Further, though, once a foul has been made, it doesn’t go away.  It perpetuates, spreads, and suddenly people all over may know all about the reputation you have earned through misadventure.

Part of the problem—a big part, I think—is the fact of the words remaining behind after the conversation is over.  Spoken conversation has a half-life, very short, and events carry people past ill-considered phrasing or cliches, aided by the visuals, the body language and facial expression.  But when you write something down, it has weight, and online exchanges acquire significance never intended for a brief exchange.  You can consider the words, read them over again and again, and derive meaning and intent whether it’s there or not.

The wonderfulness of our enabling technologies render us lazy, allow us to take for granted things which in an earlier time, with less speed and availability, would not have been so poorly used.

So instead of a thoughtless sentence being immediately apologized for, brushed aside, and forgotten, the offending sentence lingers, a solid legacy that reminds and continues to irritate.  The down-side of modern ease.

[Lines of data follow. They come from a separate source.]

#[tokio::test]
async fn test_offset_retrieval_bad_head_with_complete() {
    let server = TestServer::start().await;
    let path = server.create("?1", b"hello").await;

    let reply = server.head(&path, &[("Upload-Complete", "?0")]).await;
    assert_eq!(reply.status, 400, "400 status code was expected");
}

#[tokio::test]
async fn test_bad_head_is_rejected_before_lookup() {
    let server = TestServer::start().await;

    let reply = server.head("/uploads/doesnotexist", &[("Upload-Offset", "10")]).await;
    assert_eq!(reply.status, 400);

    let reply = server.head("/uploads/doesnotexist", &[]).await;
    assert_eq!(reply.status, 404);
}

#[tokio::test]
async fn test_head_requires_interop_version() {
    let server = TestServer::start().await;
    let path = server.create("?1", b"hello").await;

    let mut replies = server.send("HEAD", &path, &[], b"").await;
    assert_eq!(replies.remove(0).status, 400);
}

// =============================================================================
// Resumption
// =============================================================================

#[tokio::test]
async fn test_patch_resumes_and_completes() {
    let server = TestServer::start().await;
    let path = server.create("?0", b"hel").await;

    let reply = server.head(&path, &[]).await;
    assert_eq!(reply.header("upload-offset"), Some("3"));
    assert_eq!(reply.header("upload-complete"), Some("?0"));

    let reply = server.patch(&path, "3", "?1", b"lo").await;
    assert_eq!(reply.status, 204);
    assert_eq!(reply.header("upload-offset"), Some("5"));
    assert_eq!(reply.header("upload-complete"), Some("?1"));

    let replies = server.send("GET", &path, &[], b"").await;
    assert_eq!(replies[0].status, 200);
    assert_eq!(replies[0].body, b"hello");
}

#[tokio::test]
async fn test_patch_offset_mismatch_is_a_conflict() {
    let server = TestServer::start().await;
    let path = server.create("?0", b"hel").await;

    let reply = server.patch(&path, "1", "?1", b"xx").await;
    assert_eq!(reply.status, 409);
    assert_eq!(reply.header("upload-offset"), Some("3"));

    let reply = server.head(&path, &[]).await;
    assert_eq!(reply.header("upload-offset"), Some("3"));
    assert_eq!(reply.header("upload-complete"), Some("?0"));
}

#[tokio::test]
async fn test_patch_on_complete_upload_is_rejected() {
    let server = TestServer::start().await;
    let path = server.create("?1", b"hello").await;

    let reply = server.patch(&path, "5", "?1", b"more").await;
    assert_eq!(reply.status, 400);

    let reply = server.head(&path, &[]).await;
    assert_eq!(reply.header("upload-offset"), Some("5"));
    assert_eq!(reply.header("upload-complete"), Some("?1"));
}

#[tokio::test]
async fn test_patch_requires_upload_offset() {
    let server = TestServer::start().await;
    let path = server.create("?0", b"hel").await;

    let mut replies = server
        .send("PATCH", &path, &[VERSION, ("Upload-Complete", "?1")], b"lo")
        .await;
    assert_eq!(replies.pop().unwrap().status, 400);
}

#[tokio::test]
async fn test_patch_unknown_upload_is_not_found() {
    let server = TestServer::start().await;
    let reply = server.patch("/uploads/doesnotexist", "0", "?1", b"x").await;
    assert_eq!(reply.status, 404);
}

#[tokio::test]
async fn test_concurrent_patches_at_same_offset() {
    let server = Arc::new(TestServer::start().await);
    let path = server.create("?0", b"").await;

    let mut handles = Vec::new();
    for _ in 0..2 {
        let server = server.clone();
        let path = path.clone();
        handles.push(tokio::spawn(async move { server.patch(&path, "0", "?0", b"abc").await.status }));
    }
    let mut statuses = Vec::new();
    for handle in handles {
        statuses.push(handle.await.unwrap());
    }
    statuses.sort();
    assert_eq!(statuses, vec![204, 409]);

    let reply = server.head(&path, &[]).await;
    assert_eq!(reply.header("upload-offset"), Some("3"));
}

#[tokio::test]
async fn test_incomplete_upload_cannot_be_downloaded() {
    let server = TestServer::start().await;
    let path = server.create("?0", b"hel").await;

    let replies = server.send("GET", &path, &[], b"").await;
    assert_eq!(replies[0].status, 409);
}

// =============================================================================
// Interrupted bodies
// =============================================================================

#[tokio::test]
async fn test_disconnect_keeps_durable_prefix() {
    let server = TestServer::start().await;

    let mut raw = format!(
        "POST /uploads HTTP/1.1\r\nHost: {}\r\nUpload-Draft-Interop-Version: 4\r\n\
         Upload-Complete: ?1\r\nContent-Length: 10\r\n\r\n",
        server.addr
    )
    .into_bytes();
    raw.extend_from_slice(b"1234");

    let mut stream = TcpStream::connect(server.addr).await.unwrap();
    stream.write_all(&raw).await.unwrap();
    stream.shutdown().await.unwrap();
    let replies = read_replies(stream, false).await;

    assert_eq!(replies[0].status, 104);
    let path = path_of(replies[0].header("location").unwrap());
    let last = replies.last().unwrap();
    assert_eq!(last.status, 400);
    assert_eq!(last.header("upload-offset"), Some("4"));

    let reply = server.head(&path, &[]).await;
    assert_eq!(reply.header("upload-offset"), Some("4"));
    assert_eq!(reply.header("upload-complete"), Some("?0"));

    let reply = server.patch(&path, "4", "?1", b"567890").await;
    assert_eq!(reply.status, 204);
    assert_eq!(reply.header("upload-offset"), Some("10"));
    assert_eq!(reply.header("upload-complete"), Some("?1"));

    let replies = server.send("GET", &path, &[], b"").await;
    assert_eq!(replies[0].body, b"1234567890");
}
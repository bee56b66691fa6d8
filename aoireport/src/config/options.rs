//! Report option values.

use super::defaults::{
    DEFAULT_MAX_EXPORT_FEATURES, DEFAULT_MAX_FIELDS_IN_TABLE,
    DEFAULT_MAX_SAMPLE_FEATURES_PER_LAYER, DEFAULT_PAGE_SIZE,
};
use serde::Deserialize;

/// Numeric options governing a report run.
///
/// # Example
///
/// ```
/// use aoireport::config::ReportOptions;
///
/// // Using defaults
/// let options = ReportOptions::default();
/// assert_eq!(options.max_sample_features_per_layer(), 25);
/// assert_eq!(options.page_size(), 1000);
///
/// // Custom configuration
/// let options = ReportOptions::new()
///     .with_page_size(500)
///     .with_max_export_features(10_000);
/// ```
#[derive(Debug, Clone, Copy, PartialEq, Eq, Deserialize)]
#[serde(rename_all = "camelCase", default)]
pub struct ReportOptions {
    /// Sample rows fetched per layer for previews
    max_sample_features_per_layer: u64,
    /// Columns shown in a preview table
    max_fields_in_table: usize,
    /// Features requested per export page
    page_size: u64,
    /// Hard cap on one full export; 0 disables the cap
    max_export_features: u64,
}

impl ReportOptions {
    /// Create report options with default values.
    pub fn new() -> Self {
        Self::default()
    }

    /// Set the per-layer sample cap. 0 disables sample queries entirely.
    pub fn with_max_sample_features_per_layer(mut self, cap: u64) -> Self {
        self.max_sample_features_per_layer = cap;
        self
    }

    /// Set the preview table column cap.
    pub fn with_max_fields_in_table(mut self, cap: usize) -> Self {
        self.max_fields_in_table = cap;
        self
    }

    /// Set the export page size.
    pub fn with_page_size(mut self, page_size: u64) -> Self {
        self.page_size = page_size;
        self
    }

    /// Set the full-export feature cap. 0 disables the cap.
    pub fn with_max_export_features(mut self, cap: u64) -> Self {
        self.max_export_features = cap;
        self
    }

    /// Get the per-layer sample cap.
    pub fn max_sample_features_per_layer(&self) -> u64 {
        self.max_sample_features_per_layer
    }

    /// Get the preview table column cap.
    pub fn max_fields_in_table(&self) -> usize {
        self.max_fields_in_table
    }

    /// Get the export page size.
    pub fn page_size(&self) -> u64 {
        self.page_size
    }

    /// Get the full-export feature cap.
    pub fn max_export_features(&self) -> u64 {
        self.max_export_features
    }
}

impl Default for ReportOptions {
    fn default() -> Self {
        Self {
            max_sample_features_per_layer: DEFAULT_MAX_SAMPLE_FEATURES_PER_LAYER,
            max_fields_in_table: DEFAULT_MAX_FIELDS_IN_TABLE,
            page_size: DEFAULT_PAGE_SIZE,
            max_export_features: DEFAULT_MAX_EXPORT_FEATURES,
        }
    }
}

Part of the pleasure of all these things should be from not taking them for granted, from a near conscious recognition of just how cool things are.  On the one hand, we maybe have to grow thicker skins—certainly we have to learn new interpretive skills—and on the other maybe let our skins thin a little so we can sense the amazing gift much of this world is.  Hard to know where to apply what and for a whole generation or two there is the perfectly understandable if annoying question, “What’s the big deal?”